Combined with workplace behaviors that served to exclude women, these factors created a “perfect storm” for female professionals.
These women are now bearing the brunt of lowered wellbeing, motivation, and engagement.
One common complaint is that these women are unable to disengage from work due to fear of trailing behind in career progression or missing out on important projects which leads to a great amount of stress.
Mental Health, Motivation For Work And Belief In Organisation At A Low
The report surveyed 5,000 women spanning 10 countries among which 51% expressed less optimism regarding their career prospects.
A drop of 35% as noted in mental health along with a drop of 29-point with regards to work motivation, as compared to pre-pandemic figures which was 68% for the former.

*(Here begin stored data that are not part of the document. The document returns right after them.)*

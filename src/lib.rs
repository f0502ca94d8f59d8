//! Jarvis - Rust 个人助理编排内核
//!
//! 模块划分：
//! - **config**: 应用配置加载（TOML + 环境变量）
//! - **core**: Brain 编排循环、轮次状态、会话、错误分类、构建器
//! - **cognition**: Planner、Executor、Verifier、回复合成与依据校验
//! - **plan**: Goal / Step / Plan / Trace 数据模型与依赖图
//! - **knowledge**: 文档分块、导入与混合检索
//! - **llm**: LLM 客户端抽象与实现（OpenAI 兼容 / 规则引擎 / 脚本化）与嵌入
//! - **memory**: 短期 / 长期 / 向量记忆与持久化（内存 / SQLite）
//! - **tools**: 工具注册表与内置工具（calculator、echo、weather、fetch_page、open_website）
//! - **observability**: 日志初始化与每轮耗时统计

pub mod cognition;
pub mod config;
pub mod core;
pub mod knowledge;
pub mod llm;
pub mod memory;
pub mod observability;
pub mod plan;
pub mod tools;

pub use crate::core::{Brain, BrainBuilder, BrainConfig, OrchestratorFailure, Session, TurnReply};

These findings are correlated to deteriorating retention, turnover, productivity, motivation and overall satisfaction.
Only 39% of those surveyed felt that their organisation was committed to adequately supporting them throughout the pandemic.
However, some firms were reviewed in a positive light in terms of gender equal and inclusive workplace conditions.
The women in these firms have reported more engagement, productivity and satisfaction with their careers.
What Is Non-Inclusive Gender-Unequal Behavior In The Workplace?
Women have reported being questioned about their judgment and communication style along with social exclusion.
Other sexist issues they face include comments on physical appearance, less opportunities to further their careers and to speak up in meetings.
They have also reportedly been getting less individual time with their managers and have been insulted by senior colleagues.
Firms who regularly engage in these practices have been labeled as “lagging organisations”.
Who Are The “Gender Equality Leaders”?
The report has identified some employers who rank high when it comes to providing a supportive and inclusive environment for women.
The leader firms have a gender diverse leadership team where women occupy top roles.
They have support frameworks in place which women can utilise presently and also to build resilience for future interruptions as the pandemic did in 2020.
They also take conscious steps towards promoting gender equality , diversity and inclusion by means of policy and workplace culture.
There is still some hope as those lagging behind can take some notes from the leaders and make appropriate changes .
This way, they can still retain talent that are female or belong to other minority groups before they leave the workplace or step back from their careers altogether.